Data is core to any business’s digital journey; we have all known that for some time. What is more pressing is how data professionals organise themselves to keep that data journey moving forward efficiently, especially when the volume of information keeps increasing.
With this growth, the mission becomes how to transform this data into trustworthy metrics that the business can confidently use to guide decisions.
In efforts towards this mission, analytics practitioners like myself have been battling with an ever-expanding toolkit in recent years. The number of ETL (Extract, Transform and Load) tools and modelling software on the market has grown colossally and is rapidly evolving. However, tooling aside, you cannot build a high-performant analytic team without mixing in other key ingredients like effective ways of working and a strong team dynamic. Below we unpick some of these constituent parts of high performing analytics teams.
Ways of working: Treating analytics output like software engineering
Like the main code base of any application, business analytics code is also highly collaborative. Here at OnBuy we have developed a first party product experimentation pipeline, customer lifetime value models and machine learning pipelines for auto categorisation of products. All of these had significant input from domain experts across the organisation and have seen several iterations. Making sure projects like the former are versioned, documented and well tested enhances how we contribute analytical assets to the company’s objective. Therefore, these assets should be treated just like our counterparts in software engineering.
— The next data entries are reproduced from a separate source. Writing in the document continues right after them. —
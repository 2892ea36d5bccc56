//! Rendering and recording configuration.

/// Window and projection configuration.
#[derive(Debug, Clone)]
pub struct RenderConfig {
    /// Window width (pixels).
    pub window_width: u32,

    /// Window height (pixels).
    pub window_height: u32,

    /// Near clipping plane (meters).
    pub near_plane_m: f32,

    /// Far clipping plane (meters).
    pub far_plane_m: f32,
}

impl Default for RenderConfig {
    fn default() -> Self {
        Self {
            window_width: 1280,
            window_height: 720,
            near_plane_m: 1.0,
            far_plane_m: 5000.0,
        }
    }
}

impl RenderConfig {
    pub fn aspect_ratio(&self) -> f32 {
        self.window_width as f32 / self.window_height as f32
    }
}

/// Recording mode configuration.
#[derive(Debug, Clone)]
pub struct RecordingConfig {
    /// Duration to record (seconds).
    pub duration_secs: f32,

    /// Output directory for frames.
    pub output_dir: String,

    /// Frame rate (FPS).
    pub fps: u32,
}

impl RecordingConfig {
    pub fn new(duration_secs: f32) -> Self {
        Self {
            duration_secs,
            output_dir: "recording".to_string(),
            fps: 30,
        }
    }

    /// Total number of frames to capture.
    pub fn total_frames(&self) -> usize {
        (self.duration_secs * self.fps as f32).ceil() as usize
    }

    /// Frame directory path.
    pub fn frames_dir(&self) -> String {
        format!("{}/frames", self.output_dir)
    }
}
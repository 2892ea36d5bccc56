//! Per-frame time evolution pass.
//!
//! Reads the packed spectrum and produces the dispersed spectrum at time t,
//! with the height spectrum in RG and the choppy displacement spectrum in
//! BA so both ride through the same FFT passes.

use bytemuck::{Pod, Zeroable};
use wgpu::util::DeviceExt;

use crate::gpu::{GpuContext, SimTexture, SIM_TEXTURE_FORMAT};
use crate::params::SimulationParams;

#[repr(C)]
#[derive(Copy, Clone, Debug, Pod, Zeroable)]
struct EvolveUniforms {
    size: u32,
    scale: f32,
    chopping: f32,
    time: f32,
}

pub struct EvolvePass {
    pipeline: wgpu::ComputePipeline,
    uniform_buffer: wgpu::Buffer,
    bind_group: wgpu::BindGroup,
    n: u32,
    scale: f32,
    chopping: f32,
}

impl EvolvePass {
    pub fn new(
        gpu: &GpuContext,
        params: &SimulationParams,
        packed_spectrum: &SimTexture,
        output: &SimTexture,
    ) -> Self {
        let device = &gpu.device;

        let shader = device.create_shader_module(wgpu::ShaderModuleDescriptor {
            label: Some("Time Evolution Shader"),
            source: wgpu::ShaderSource::Wgsl(
                include_str!("../shaders/time_evolution.wgsl").into(),
            ),
        });

        let uniform_buffer = device.create_buffer_init(&wgpu::util::BufferInitDescriptor {
            label: Some("Time Evolution Uniforms"),
            contents: bytemuck::cast_slice(&[EvolveUniforms {
                size: params.modes,
                scale: params.scale,
                chopping: params.chopping,
                time: 0.0,
            }]),
            usage: wgpu::BufferUsages::UNIFORM | wgpu::BufferUsages::COPY_DST,
        });

        let layout = device.create_bind_group_layout(&wgpu::BindGroupLayoutDescriptor {
            label: Some("Time Evolution Bind Group Layout"),
            entries: &[
                wgpu::BindGroupLayoutEntry {
                    binding: 0,
                    visibility: wgpu::ShaderStages::COMPUTE,
                    ty: wgpu::BindingType::Buffer {
                        ty: wgpu::BufferBindingType::Uniform,
                        has_dynamic_offset: false,
                        min_binding_size: None,
                    },
                    count: None,
                },
                wgpu::BindGroupLayoutEntry {
                    binding: 1,
                    visibility: wgpu::ShaderStages::COMPUTE,
                    ty: wgpu::BindingType::Texture {
                        sample_type: wgpu::TextureSampleType::Float { filterable: false },
                        view_dimension: wgpu::TextureViewDimension::D2,
                        multisampled: false,
                    },
                    count: None,
                },
                wgpu::BindGroupLayoutEntry {
                    binding: 2,
                    visibility: wgpu::ShaderStages::COMPUTE,
                    ty: wgpu::BindingType::StorageTexture {
                        access: wgpu::StorageTextureAccess::WriteOnly,
                        format: SIM_TEXTURE_FORMAT,
                        view_dimension: wgpu::TextureViewDimension::D2,
                    },
                    count: None,
                },
            ],
        });

        let bind_group = device.create_bind_group(&wgpu::BindGroupDescriptor {
            label: Some("Time Evolution Bind Group"),
            layout: &layout,
            entries: &[
                wgpu::BindGroupEntry {
                    binding: 0,
                    resource: uniform_buffer.as_entire_binding(),
                },
                wgpu::BindGroupEntry {
                    binding: 1,
                    resource: wgpu::BindingResource::TextureView(&packed_spectrum.view),
                },
                wgpu::BindGroupEntry {
                    binding: 2,
                    resource: wgpu::BindingResource::TextureView(&output.view),
                },
            ],
        });

        let pipeline_layout = device.create_pipeline_layout(&wgpu::PipelineLayoutDescriptor {
            label: Some("Time Evolution Pipeline Layout"),
            bind_group_layouts: &[&layout],
            push_constant_ranges: &[],
        });

        let pipeline = device.create_compute_pipeline(&wgpu::ComputePipelineDescriptor {
            label: Some("Time Evolution Pipeline"),
            layout: Some(&pipeline_layout),
            module: &shader,
            entry_point: Some("main"),
            compilation_options: Default::default(),
            cache: None,
        });

        Self {
            pipeline,
            uniform_buffer,
            bind_group,
            n: params.modes,
            scale: params.scale,
            chopping: params.chopping,
        }
    }

    /// Pick up changed scale or chopping values. The uniform buffer itself
    /// is rewritten on every encode since time changes each frame.
    pub fn set_params(&mut self, params: &SimulationParams) {
        debug_assert_eq!(params.modes, self.n);
        self.scale = params.scale;
        self.chopping = params.chopping;
    }

    /// Encode one evolution pass for simulation time `t`.
    pub fn encode(&self, gpu: &GpuContext, encoder: &mut wgpu::CommandEncoder, t: f32) {
        gpu.queue.write_buffer(
            &self.uniform_buffer,
            0,
            bytemuck::cast_slice(&[EvolveUniforms {
                size: self.n,
                scale: self.scale,
                chopping: self.chopping,
                time: t,
            }]),
        );

        let workgroups = self.n.div_ceil(8);
        let mut pass = encoder.begin_compute_pass(&wgpu::ComputePassDescriptor {
            label: Some("Time Evolution Pass"),
            timestamp_writes: None,
        });
        pass.set_pipeline(&self.pipeline);
        pass.set_bind_group(0, &self.bind_group, &[]);
        pass.dispatch_workgroups(workgroups, workgroups, 1);
    }
}
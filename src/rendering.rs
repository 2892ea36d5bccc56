//! Rendering system with wgpu pipeline and shader management.

use anyhow::Result;
use bytemuck::{Pod, Zeroable};
use wgpu::util::DeviceExt;

use crate::camera::Camera;
use crate::gpu::GpuContext;
use crate::ocean::{OceanMesh, Vertex};
use crate::params::{RecordingConfig, RenderConfig, ViewParams};
use crate::simulation::OceanSimulation;

/// Uniform buffer for the ocean shader.
#[repr(C)]
#[derive(Copy, Clone, Debug, Pod, Zeroable)]
pub struct OceanUniforms {
    pub view_proj: [[f32; 4]; 4],
    pub camera_pos: [f32; 4],
    pub light_dir: [f32; 4],
    pub sky_color: [f32; 4],
    pub sun_color: [f32; 4],
    pub water_color: [f32; 4],
    pub air_color: [f32; 4],
    /// x: ambient, y: specular strength, z: n1, w: n2
    pub shading: [f32; 4],
    /// x: vertical scale, y: fog falloff
    pub extent: [f32; 4],
}

/// Uniform buffer for the sky shader.
#[repr(C)]
#[derive(Copy, Clone, Debug, Pod, Zeroable)]
pub struct SkyUniforms {
    pub inv_view_proj: [[f32; 4]; 4],
    pub sky_color: [f32; 4],
    pub air_color: [f32; 4],
    pub sun_color: [f32; 4],
    pub light_dir: [f32; 4],
}

fn vec4(v: [f32; 3]) -> [f32; 4] {
    [v[0], v[1], v[2], 0.0]
}

impl OceanUniforms {
    pub fn new(camera: &Camera, view: &ViewParams, config: &RenderConfig) -> Self {
        Self {
            view_proj: camera.view_proj.to_cols_array_2d(),
            camera_pos: vec4(camera.eye.to_array()),
            light_dir: vec4(view.light_dir),
            sky_color: vec4(view.sky_color),
            sun_color: vec4(view.sun_color),
            water_color: vec4(view.water_color),
            air_color: vec4(view.air_color),
            shading: [view.ambient, view.specular, view.n1, view.n2],
            extent: [view.vertical_scale, 2.0 / config.far_plane_m, 0.0, 0.0],
        }
    }
}
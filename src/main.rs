//! Spindrift: a spectral deep-water ocean renderer.
//!
//! The wave field is synthesized in the frequency domain (Phillips
//! spectrum, deep-water dispersion) and brought to world space by a GPU
//! butterfly FFT every frame.

use std::sync::Arc;
use std::time::{Duration, Instant, SystemTime, UNIX_EPOCH};

use clap::Parser;
use winit::{
    application::ApplicationHandler,
    event::*,
    event_loop::{ActiveEventLoop, ControlFlow, EventLoop},
    keyboard::{KeyCode, PhysicalKey},
    window::{Window, WindowId},
};

use spindrift::camera::Camera;
use spindrift::cli::Args;
use spindrift::gpu::GpuContext;
use spindrift::ocean::OceanMesh;
use spindrift::params::{Preset, RecordingConfig, RenderConfig, SimulationParams, ViewParams};
use spindrift::rendering::RenderSystem;
use spindrift::simulation::OceanSimulation;

/// Main application state
struct App {
    window: Option<Arc<Window>>,
    gpu: Option<GpuContext>,
    render_system: Option<RenderSystem>,
    simulation: Option<OceanSimulation>,

    simulation_params: SimulationParams,
    view_params: ViewParams,
    render_config: RenderConfig,
    recording_config: Option<RecordingConfig>,

    /// Mesh geometry inputs the current vertex buffer was built from.
    built_mesh: (u32, f32),

    /// Simulation time (seconds); advances by `time_step` per frame.
    t: f32,
    paused: bool,
    frame_num: usize,
    next_frame: Instant,

    dragging: bool,
    cursor: Option<(f64, f64)>,
}

impl App {
    fn new(
        simulation_params: SimulationParams,
        view_params: ViewParams,
        recording_config: Option<RecordingConfig>,
        paused: bool,
    ) -> Self {
        Self {
            window: None,
            gpu: None,
            render_system: None,
            simulation: None,
            built_mesh: (simulation_params.modes, simulation_params.scale),
            simulation_params,
            view_params,
            render_config: RenderConfig::default(),
            recording_config,
            t: 0.0,
            paused,
            frame_num: 0,
            next_frame: Instant::now(),
            dragging: false,
            cursor: None,
        }
    }
}

impl ApplicationHandler for App {
    fn about_to_wait(&mut self, event_loop: &ActiveEventLoop) {
        let Some(window) = &self.window else {
            return;
        };
        let interval = Duration::from_millis(self.view_params.interval_ms);
        let now = Instant::now();
        if interval.is_zero() || now >= self.next_frame {
            self.next_frame = now + interval;
            window.request_redraw();
        } else {
            event_loop.set_control_flow(ControlFlow::WaitUntil(self.next_frame));
        }
    }

    fn resumed(&mut self, event_loop: &ActiveEventLoop) {
        if self.window.is_some() {
            return;
        }

        let window_attributes = Window::default_attributes()
            .with_title("Spindrift")
            .with_inner_size(winit::dpi::LogicalSize::new(
                self.render_config.window_width,
                self.render_config.window_height,
            ));

        let window = match event_loop.create_window(window_attributes) {
            Ok(window) => Arc::new(window),
            Err(e) => {
                log::error!("Failed to create window: {}", e);
                event_loop.exit();
                return;
            }
        };

        if let Err(e) = self.init_gpu(Arc::clone(&window)) {
            log::error!("Initialization failed: {:#}", e);
            event_loop.exit();
            return;
        }

        log::info!("running; ESC quits, SPACE pauses, arrows orbit, 1-4 load presets");
        self.window = Some(window);
    }

    fn window_event(
        &mut self,
        event_loop: &ActiveEventLoop,
        _window_id: WindowId,
        event: WindowEvent,
    ) {
        match event {
            WindowEvent::CloseRequested => event_loop.exit(),
            WindowEvent::Resized(size) => {
                if let (Some(gpu), Some(render_system)) = (&self.gpu, &mut self.render_system) {
                    render_system.resize(gpu, size.width, size.height);
                    self.render_config.window_width = size.width.max(1);
                    self.render_config.window_height = size.height.max(1);
                }
            }
            WindowEvent::KeyboardInput {
                event:
                    KeyEvent {
                        state: ElementState::Pressed,
                        physical_key: PhysicalKey::Code(code),
                        ..
                    },
                ..
            } => self.handle_key(event_loop, code),
            WindowEvent::MouseInput {
                state,
                button: MouseButton::Left,
                ..
            } => {
                self.dragging = state == ElementState::Pressed;
                if !self.dragging {
                    self.cursor = None;
                }
            }
            WindowEvent::CursorMoved { position, .. } => {
                if self.dragging {
                    if let Some((last_x, last_y)) = self.cursor {
                        let dx = (position.x - last_x) as f32;
                        let dy = (position.y - last_y) as f32;
                        self.view_params.step_yaw(dx * 0.3);
                        self.view_params.step_pitch(dy * 0.2);
                    }
                }
                self.cursor = Some((position.x, position.y));
            }
            WindowEvent::MouseWheel { delta, .. } => {
                let amount = match delta {
                    MouseScrollDelta::LineDelta(_, y) => y,
                    MouseScrollDelta::PixelDelta(pos) => pos.y as f32 / 20.0,
                };
                self.view_params.step_zoom(-amount);
            }
            WindowEvent::RedrawRequested => self.render_frame(event_loop),
            _ => {}
        }
    }
}

impl App {
    fn init_gpu(&mut self, window: Arc<Window>) -> anyhow::Result<()> {
        let size = window.inner_size();
        let (gpu, surface) = pollster::block_on(GpuContext::new(Some(window)))?;
        let surface = surface.ok_or_else(|| anyhow::anyhow!("no surface for window"))?;

        let simulation = OceanSimulation::new(&gpu, &self.simulation_params)?;
        let mesh = OceanMesh::new(self.simulation_params.modes, self.simulation_params.scale);
        self.built_mesh = (self.simulation_params.modes, self.simulation_params.scale);

        if let Some(config) = &self.recording_config {
            std::fs::create_dir_all(config.frames_dir())?;
            log::info!(
                "recording {} frames to {}",
                config.total_frames(),
                config.frames_dir()
            );
        }

        let render_system = RenderSystem::new(
            &gpu,
            surface,
            (size.width, size.height),
            &mesh,
            &simulation,
            self.recording_config.clone(),
        )?;

        self.gpu = Some(gpu);
        self.simulation = Some(simulation);
        self.render_system = Some(render_system);
        Ok(())
    }

    fn handle_key(&mut self, event_loop: &ActiveEventLoop, code: KeyCode) {
        match code {
            KeyCode::Escape => event_loop.exit(),
            KeyCode::Space => self.paused = !self.paused,
            KeyCode::ArrowLeft => self.view_params.step_yaw(-3.0),
            KeyCode::ArrowRight => self.view_params.step_yaw(3.0),
            KeyCode::ArrowUp => self.view_params.step_pitch(2.0),
            KeyCode::ArrowDown => self.view_params.step_pitch(-2.0),
            KeyCode::PageUp => self.view_params.step_distance(-0.1),
            KeyCode::PageDown => self.view_params.step_distance(0.1),
            KeyCode::Equal | KeyCode::NumpadAdd => self.view_params.step_zoom(-2.0),
            KeyCode::Minus | KeyCode::NumpadSubtract => self.view_params.step_zoom(2.0),
            KeyCode::KeyR => self.reseed(),
            KeyCode::Digit1 => self.apply_preset("calm"),
            KeyCode::Digit2 => self.apply_preset("default"),
            KeyCode::Digit3 => self.apply_preset("sunset"),
            KeyCode::Digit4 => self.apply_preset("glass"),
            _ => {}
        }
    }

    /// Draw a fresh seed pair from the wall clock.
    fn reseed(&mut self) {
        let nanos = SystemTime::now()
            .duration_since(UNIX_EPOCH)
            .unwrap_or_default()
            .subsec_nanos();
        self.simulation_params.seed = [
            (nanos % 997) as f32 / 997.0,
            (nanos / 997 % 991) as f32 / 991.0,
        ];
        self.simulation_params.bump();
        log::info!("reseeded: {:?}", self.simulation_params.seed);
    }

    fn apply_preset(&mut self, name: &str) {
        if let Some(preset) = Preset::by_name(name) {
            self.simulation_params.adopt(&preset.simulation);
            self.view_params.adopt(&preset.view);
            log::info!("preset '{}' applied", name);
        }
    }

    /// Render a single frame, re-synchronizing GPU state with the
    /// parameters first.
    fn render_frame(&mut self, event_loop: &ActiveEventLoop) {
        let (Some(gpu), Some(render_system), Some(simulation)) = (
            &self.gpu,
            &mut self.render_system,
            &mut self.simulation,
        ) else {
            return;
        };

        match simulation.sync(gpu, &self.simulation_params) {
            Ok(_) => {
                let geometry = (self.simulation_params.modes, self.simulation_params.scale);
                if geometry != self.built_mesh {
                    let mesh = OceanMesh::new(geometry.0, geometry.1);
                    render_system.rebind_simulation(gpu, &mesh, simulation);
                    self.built_mesh = geometry;
                }
            }
            Err(e) => {
                log::warn!("ignoring invalid parameter change: {:#}", e);
            }
        }

        let camera = Camera::from_params(
            &self.view_params,
            &self.render_config,
            self.simulation_params.scale,
        );
        render_system.update_uniforms(gpu, &camera, &self.view_params, &self.render_config);

        match render_system.render(gpu, simulation, self.t, self.frame_num) {
            Ok(()) => {}
            Err(wgpu::SurfaceError::Lost | wgpu::SurfaceError::Outdated) => {
                let (width, height) = render_system.window_size();
                render_system.resize(gpu, width, height);
            }
            Err(e) => log::error!("render error: {:?}", e),
        }

        if !self.paused {
            self.t += self.simulation_params.time_step;
        }
        self.frame_num += 1;

        if let Some(config) = &self.recording_config {
            if self.frame_num >= config.total_frames() {
                log::info!("recording complete ({} frames)", self.frame_num);
                event_loop.exit();
            }
        }
    }
}

fn main() -> anyhow::Result<()> {
    env_logger::init();

    let args = Args::parse();
    let (simulation_params, view_params) = args.resolve()?;
    let recording_config = args.recording_config();

    let mut app = App::new(simulation_params, view_params, recording_config, args.paused);
    let event_loop = EventLoop::new()?;
    event_loop.run_app(&mut app)?;
    Ok(())
}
Flexible tooling: Leveraging on-demand analytics
In the information revolution, we can now amass the power of cloud data storage solutions like Google Big Query, Amazon Redshift, and Snowflake. These are often cheap and scalable allowing us to harness large amounts of compute with small overheads. On demand cloud data products are fast becoming the most valuable players of the modern data stack.
With this highly scalable storage, landing data in its rawest format from third party applications is now commonplace. Open-source self-hosted tools like AirByte give us immediate access to a catalogue of source connectors from the third parties we work with. The challenge then shifts to ‘how do we create models that make sense of all this raw data by joining, deduplicating, filtering and enriching it for downstream modelling of our business metrics’?
Focusing on the T in ETL
Previously the analytics workflow has been somewhat broken. Working in isolation analysts can often build up knowledge silos and more often than would like to repeat analyses others have already completed. The nuances of datasets must be re-learned and therefore it hits the organisation as insight generation is slowed.
DBT Labs Inc, previously FishTown Analytics from Philadelphia, have set out to support us analysts with these issues, and they have done just that. Armed with familiar structured querying language (SQL) skills, analysts can now contribute to business modelling without needing low level programming knowledge. DBT coupled with continuous integration tools means we can automate away a lot of previously mentioned problems easily improving the shareability of work and quality of dataset documentation.
Being available as both an open-source command line service and cloud hosted version, DBT is now used by more than 9,000 companies worldwide and has built a Slack community of over 36,000 data professionals. This high adoption rate clearly shows the gap in the analytics workflow that the team have set to plug.
Team dynamic: Growing new subdisciplines
DBT has helped fuel the rise of a valuable new sub-discipline in the data industry, ‘analytics engineering’. Bridging the gap between data engineers and data scientists, analytics engineers focus not only on moving data into accessible formats but combining raw sources into clean data products for downstream consumers. This subdiscipline boosts team cooperation as it allows analysts to work on the core problems without worrying about having to navigate a minefield of dirty datasets.
Putting it all together
At OnBuy, we are constantly evolving, and our data platform journey is certainly evident in this. We have embraced cloud data storage solutions and embedded automation tools like Data Build Tool into our architecture. This has enabled us analysts across the business to enrich our application data and quickly provide value. As the platform matures, we look to weave the output from our analytics platform back into our marketplace to help manage our relationships with thousands of retailers and maximise ecommerce performance of our growing 35 million product listings.